=== Work order ===
Scan the listing below and copy each line holding the word "PathBuf".

=== Data for review ===
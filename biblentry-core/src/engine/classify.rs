use crate::config::ClassMatch;
use crate::model::{Affinity, TagCategory};
use crate::surface::Surface;

use super::Annotator;

impl<S: Surface> Annotator<S> {
    /// Categories whose markup encloses `position`
    pub fn classify(&self, position: usize) -> Vec<&'static TagCategory> {
        let chain = self.surface.ancestors(position, Affinity::Upstream);
        self.classify_chain(&chain)
    }

    pub(super) fn classify_chain(&self, chain: &[S::Node]) -> Vec<&'static TagCategory> {
        match self.config.class_match {
            ClassMatch::Token => TagCategory::all()
                .iter()
                .filter(|category| {
                    chain
                        .iter()
                        .any(|&node| category.matches_tokens(self.surface.classes(node)))
                })
                .collect(),
            ClassMatch::Substring => {
                let mut inherited = String::from("|");
                for &node in chain {
                    inherited.push_str(&self.surface.classes(node).join(" "));
                    inherited.push('|');
                }
                TagCategory::all()
                    .iter()
                    .filter(|category| inherited.contains(&category.class_attr()))
                    .collect()
            }
        }
    }
}

#[cfg(test)]
mod tests {
    use crate::config::{ClassMatch, EngineConfig};
    use crate::engine::Annotator;
    use crate::model::MarkupDocument;
    use rstest::rstest;

    fn classify(fragment: &str, class_match: ClassMatch, position: usize) -> Vec<&'static str> {
        let config = EngineConfig {
            class_match,
            ..EngineConfig::default()
        };
        let engine = Annotator::with_config(MarkupDocument::parse(fragment).unwrap(), config);
        engine.classify(position).into_iter().map(|c| c.id).collect()
    }

    #[rstest]
    #[case::token(ClassMatch::Token)]
    #[case::substring(ClassMatch::Substring)]
    fn test_modes_agree_on_engine_markup(#[case] mode: ClassMatch) {
        let fragment = r#"<span class="tei-editor"><span class="tei-title teia-level__a">Art</span></span>"#;
        assert_eq!(classify(fragment, mode, 1), ["editor", "titlearticle"]);
    }

    #[test]
    fn test_token_mode_ignores_class_order() {
        let fragment = r#"<span class="teia-level__m tei-title">Book</span>"#;
        assert_eq!(classify(fragment, ClassMatch::Token, 1), ["titlemonograph"]);
        assert!(classify(fragment, ClassMatch::Substring, 1).is_empty());
    }

    #[test]
    fn test_substring_mode_matches_inside_foreign_classes() {
        let fragment = r#"<span class="x-tei-date-old">1999</span>"#;
        assert_eq!(classify(fragment, ClassMatch::Substring, 1), ["date"]);
        assert!(classify(fragment, ClassMatch::Token, 1).is_empty());
    }

    #[test]
    fn test_classify_is_repeatable() {
        let engine = Annotator::new(
            MarkupDocument::parse(r#"<span class="tei-date">1999</span>"#).unwrap(),
        );
        let first: Vec<_> = engine.classify(2).into_iter().map(|c| c.id).collect();
        let second: Vec<_> = engine.classify(2).into_iter().map(|c| c.id).collect();
        assert_eq!(first, second);
        assert_eq!(engine.surface().to_markup().unwrap(), r#"<span class="tei-date">1999</span>"#);
    }
}
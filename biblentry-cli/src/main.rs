//! Biblentry CLI - annotate a styled reference from the command line

mod io;

use std::path::PathBuf;

use anyhow::{Context, Result};
use clap::{Parser, Subcommand};

use biblentry_core::{Annotator, MarkupDocument, Selection, Surface};

#[derive(Parser, Debug)]
#[command(name = "biblentry")]
#[command(about = "Tag the parts of a bibliographic reference with TEI spans", long_about = None)]
#[command(version)]
struct Cli {
    /// Markup fragment holding the styled reference
    #[arg(value_name = "FILE")]
    file: PathBuf,

    /// Engine settings (default: ./biblentry.toml when present)
    #[arg(long, value_name = "PATH")]
    config: Option<PathBuf>,

    #[command(subcommand)]
    command: Commands,
}

#[derive(Subcommand, Debug)]
enum Commands {
    /// Wrap a character range in a category span and print the markup
    Apply {
        /// Category id (author, editor, titlearticle, titlemonograph, date)
        category: String,

        #[arg(long)]
        start: usize,

        #[arg(long)]
        end: usize,
    },

    /// Remove the tagged element around a caret and print the markup
    Unmark {
        #[arg(long)]
        at: usize,
    },

    /// List the categories surrounding a caret or range
    Classify {
        #[arg(long)]
        at: usize,

        /// Other end of the range (default: a caret at --at)
        #[arg(long)]
        end: Option<usize>,
    },

    /// Print every tagged span as JSON
    Spans,

    /// Print the bibliographic entry as JSON
    Entry,
}

fn main() -> Result<()> {
    env_logger::init();

    let cli = Cli::parse();
    let config = io::load_config(cli.config.as_deref())?;
    let doc = io::load_file(&cli.file)?;
    let mut annotator = Annotator::with_config(doc, config);

    run(&mut annotator, cli.command)
}

fn run(annotator: &mut Annotator<MarkupDocument>, command: Commands) -> Result<()> {
    match command {
        Commands::Apply {
            category,
            start,
            end,
        } => {
            annotator
                .surface_mut()
                .set_selection(Selection::new(start, end));
            annotator
                .apply_tag(&category)
                .with_context(|| format!("Cannot apply {} to {}..{}", category, start, end))?;
            print_markup(annotator)
        }
        Commands::Unmark { at } => {
            annotator.surface_mut().set_selection(Selection::caret(at));
            annotator.unmark_ancestor();
            print_markup(annotator)
        }
        Commands::Classify { at, end } => {
            annotator
                .surface_mut()
                .set_selection(Selection::new(at, end.unwrap_or(at)));
            for category in annotator.classify_at_selection() {
                println!("{}", category.id);
            }
            Ok(())
        }
        Commands::Spans => {
            let json = serde_json::to_string_pretty(&annotator.spans())
                .context("Failed to serialize spans")?;
            println!("{}", json);
            Ok(())
        }
        Commands::Entry => {
            println!("{}", biblentry_core::to_json(annotator)?);
            Ok(())
        }
    }
}

fn print_markup(annotator: &Annotator<MarkupDocument>) -> Result<()> {
    let markup = annotator
        .surface()
        .to_markup()
        .context("Failed to serialize markup")?;
    println!("{}", markup);
    Ok(())
}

=== Task result ===
use std::path::PathBuf;
    file: PathBuf,
    config: Option<PathBuf>,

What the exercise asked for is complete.